I have no illusions that this will suddenly make everyone switch from pot roast and steak to mapo tofu and tofu stir fry. If it did, the USDA would probably bludgeon me with a giant, bloody cow hock for decreasing their profits. To be sure, I firmly believe that no one should tell anyone what or how to eat. Yet I mourn the sad state of soy-based affairs: one 14-ounce pack costs $3 US—in China, it is a third of the price. I realize I’m not in China anymore, but it is frustrating that America refuses to sell fresh fruits, vegetables, and soy for an affordable price instead of virtually forcing those of us on a budget into meals of meat slabs of questionable content with French fries as our vegetable. (For a more detailed analysis of this, read Mark Bittman’s A Food Manifesto for the Future)

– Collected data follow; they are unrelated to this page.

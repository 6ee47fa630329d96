//! Vertex batching.
//!
//! Decoded vertices accumulate in a native vertex buffer, indexed by the index generator, until
//! something forces the batch out to the renderer: a change of vertex format or primitive class,
//! a full buffer, or a register write that would alter how the pending vertices are drawn.
use std::sync::Arc;

use crate::modules::memory::MemoryModule;
use crate::modules::render::{Action, Batch};
use crate::system::gx::index::IndexGenerator;
use crate::system::gx::loader::{Inputs, VertexLoader};
use crate::system::gx::{PrimitiveClass, Topology};
use crate::system::{Config, System};

pub use crate::system::gx::loader::Touched;

/// Pending vertices and indices.
#[derive(Debug)]
pub struct Manager {
    /// Native vertex data.
    pub vertices: Vec<u8>,
    /// The loader every pending vertex was decoded with.
    pub loader: Option<Arc<VertexLoader>>,
    /// The class of every pending primitive.
    pub class: Option<PrimitiveClass>,
    pub indices: IndexGenerator,
    vertex_capacity: usize,
    index_capacity: usize,
}

impl Manager {
    pub fn new(config: &Config) -> Self {
        Self {
            vertices: Vec::new(),
            loader: None,
            class: None,
            indices: IndexGenerator::new(config.primitive_restart),
            vertex_capacity: config.vertex_buffer_size,
            index_capacity: config.index_buffer_size,
        }
    }

    /// Whether there is nothing pending.
    pub fn is_empty(&self) -> bool {
        self.indices.base == 0
    }

    /// Whether a primitive fits in the batch alongside the pending ones.
    fn fits(&self, loader: &VertexLoader, class: PrimitiveClass, bytes: usize, indices: usize) -> bool {
        let compatible = self
            .loader
            .as_ref()
            .is_none_or(|current| current.uid() == loader.uid())
            && self.class.is_none_or(|current| current == class);

        compatible
            && self.vertices.len() + bytes <= self.vertex_capacity
            && self.indices.len(class) + indices <= self.index_capacity
    }

    /// Drops everything pending without drawing it.
    pub fn reset(&mut self) {
        self.vertices.clear();
        self.loader = None;
        self.class = None;
        self.indices.reset();
    }
}

/// Decodes a primitive and appends it to the pending batch, flushing first if it does not fit.
///
/// A primitive too large for even an empty batch is decoded on its own and flushed immediately.
pub fn draw(
    sys: &mut System,
    topology: Topology,
    vat: u8,
    count: u16,
    data: &[u8],
    mem: &dyn MemoryModule,
    touched: Option<&mut Touched>,
) {
    if count == 0 {
        return;
    }

    let loader = sys.loaders.get(&sys.gpu.cmd, vat, &mut sys.stats);
    let class = topology.class();
    let manager = &sys.vertices;
    let bytes = count as usize * loader.format().stride as usize;
    let indices =
        IndexGenerator::max_indices(topology, count as u32, manager.indices.primitive_restart())
            as usize;

    let oversized = bytes > manager.vertex_capacity || indices > manager.index_capacity;
    let fits = manager.fits(&loader, class, bytes, indices)
        && manager.indices.remaining_capacity() >= count as u32;

    if !manager.is_empty() && !fits {
        self::flush(sys);
    }

    if oversized {
        tracing::debug!(
            ?topology,
            count,
            bytes,
            indices,
            "primitive exceeds the vertex manager capacity"
        );
    }

    let cmd = &sys.gpu.cmd;
    let inputs = Inputs {
        arrays: &cmd.arrays,
        scales: cmd.vertex_attr_tables[(vat & 0x7) as usize].scales(),
        mem,
    };

    let manager = &mut sys.vertices;
    loader.decode(&inputs, data, count as usize, &mut manager.vertices, touched);
    manager.indices.add(topology, count as u32);
    manager.loader = Some(loader);
    manager.class = Some(class);
    sys.stats.vertices += count as u64;

    if oversized {
        self::flush(sys);
    }
}

/// Sends the pending batch to the renderer.
pub fn flush(sys: &mut System) {
    let manager = &mut sys.vertices;
    if manager.is_empty() {
        return;
    }

    let (Some(loader), Some(class)) = (manager.loader.take(), manager.class.take()) else {
        manager.reset();
        return;
    };

    let indices = &mut manager.indices;
    let batch = Batch {
        class,
        format: *loader.format(),
        vertices: std::mem::take(&mut manager.vertices),
        triangles: std::mem::take(&mut indices.triangles),
        lines: std::mem::take(&mut indices.lines),
        points: std::mem::take(&mut indices.points),
        dirty_textures: std::mem::take(&mut sys.gpu.tex.dirty),
    };

    tracing::trace!(
        ?class,
        vertices = indices.base,
        bytes = batch.vertices.len(),
        "flushing vertices"
    );

    indices.reset();
    sys.stats.flushes += 1;
    sys.modules.render.exec(Action::Draw(Box::new(batch)));
}
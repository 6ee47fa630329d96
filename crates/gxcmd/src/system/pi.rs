//! Processor interface (PI) side of the FIFO: the gather pipe.
use bitos::bitos;
use bitos::integer::u26;
use strum::FromRepr;

use crate::Address;
use crate::Primitive;
use crate::system::fifo::BURST_SIZE;

/// A PI FIFO register, as an offset in the processor interface MMIO window.
#[derive(Debug, Clone, Copy, PartialEq, Eq, FromRepr)]
#[repr(u16)]
pub enum Reg {
    FifoStart = 0x0C,
    FifoEnd = 0x10,
    FifoCurrent = 0x14,
}

#[bitos(32)]
#[derive(Default, Debug, Clone, Copy)]
pub struct FifoCurrent {
    #[bits(0..26)]
    pub base: u26,
    #[bits(29)]
    pub wrapped: bool,
}

impl FifoCurrent {
    pub fn address(&self) -> Address {
        Address(self.base().value())
    }

    pub fn set_address(&mut self, value: Address) {
        self.set_base(u26::new(value.value() & 0x03FF_FFFF));
    }
}

/// Gather pipe state.
#[derive(Debug)]
pub struct Interface {
    pub fifo_start: Address,
    /// First address past the FIFO.
    pub fifo_end: Address,
    pub fifo_current: FifoCurrent,

    queue: [u8; 40],
    queue_index: usize,
}

impl Default for Interface {
    fn default() -> Self {
        Self {
            fifo_start: Default::default(),
            fifo_end: Default::default(),
            fifo_current: Default::default(),

            queue: [0; 40],
            queue_index: 0,
        }
    }
}

impl Interface {
    pub fn read32(&self, offset: u16) -> u32 {
        match Reg::from_repr(offset) {
            Some(Reg::FifoStart) => self.fifo_start.value(),
            Some(Reg::FifoEnd) => self.fifo_end.value(),
            Some(Reg::FifoCurrent) => self.fifo_current.to_bits(),
            None => {
                tracing::warn!("read from unknown PI register 0x{offset:02X}");
                0
            }
        }
    }

    pub fn write32(&mut self, offset: u16, value: u32) {
        match Reg::from_repr(offset) {
            Some(Reg::FifoStart) => self.fifo_start = Address(value & 0x03FF_FFE0),
            Some(Reg::FifoEnd) => self.fifo_end = Address(value & 0x03FF_FFE0),
            Some(Reg::FifoCurrent) => {
                self.fifo_current = FifoCurrent::from_bits(value);
                let aligned = self.fifo_current.address().align_down();
                self.fifo_current.set_address(aligned);
            }
            None => tracing::warn!("write to unknown PI register 0x{offset:02X}: 0x{value:08X}"),
        }
    }

    /// Number of bytes queued in the gather pipe.
    pub fn pending(&self) -> usize {
        self.queue_index
    }

    /// Pushes a value into the gather pipe. Values are queued up until a whole burst is
    /// available, which is then returned along with the address it must be written to.
    pub fn push<P: Primitive>(&mut self, value: P) -> Option<(Address, [u8; BURST_SIZE as usize])> {
        value.write_be_bytes(&mut self.queue[self.queue_index..][..size_of::<P>()]);
        self.queue_index += size_of::<P>();

        if self.queue_index < BURST_SIZE as usize {
            return None;
        }

        let mut burst = [0; BURST_SIZE as usize];
        burst.copy_from_slice(&self.queue[..BURST_SIZE as usize]);
        self.queue.copy_within(BURST_SIZE as usize..self.queue_index, 0);
        self.queue_index -= BURST_SIZE as usize;

        let current = self.fifo_current.address();
        let mut next = current + BURST_SIZE;
        if next >= self.fifo_end {
            self.fifo_current.set_wrapped(true);
            next = self.fifo_start;
        }

        self.fifo_current.set_address(next);
        Some((current, burst))
    }
}

#[cfg(test)]
mod test {
    use super::*;

    #[test]
    fn bursts_every_32_bytes() {
        let mut pi = Interface::default();
        pi.write32(Reg::FifoStart as u16, 0x1000);
        pi.write32(Reg::FifoEnd as u16, 0x1040);
        pi.write32(Reg::FifoCurrent as u16, 0x1000);

        for i in 0..7u32 {
            assert!(pi.push(i).is_none());
        }

        assert!(pi.push(0xAAu8).is_none());
        let (addr, burst) = pi.push(0xBBBB_CCCCu32).unwrap();
        assert_eq!(addr, Address(0x1000));
        assert_eq!(burst[4..8], [0, 0, 0, 1]);
        assert_eq!(burst[28..32], [0xAA, 0xBB, 0xBB, 0xCC]);
        assert_eq!(pi.pending(), 1);

        assert!(pi.push(0xDDDDu16).is_none());
        assert_eq!(pi.pending(), 3);

        for _ in 0..29 {
            pi.push(0u8);
        }

        assert_eq!(pi.fifo_current.address(), Address(0x1000));
        assert!(pi.fifo_current.wrapped());
    }
}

Make vegetables taste good: Spicy Vietnamese Cabbage
I’m not trying to turn this into an Amy Chua-style Battle Hymn of the Tiger Diner, and I am refraining from noting the huge disparity in waistlines of each country (though China may soon narrow the gap and widen their waists; there is certainly no shortage of processed crap and foods of suspicious quality). It seems though that America is simultaneously diet- and health-obsessed yet completely unwilling to give up meat, potatoes, and soda in exchange for tofu, vegetables, and water.
Do it the China way: use a little meat to flavor a lot of vegetables.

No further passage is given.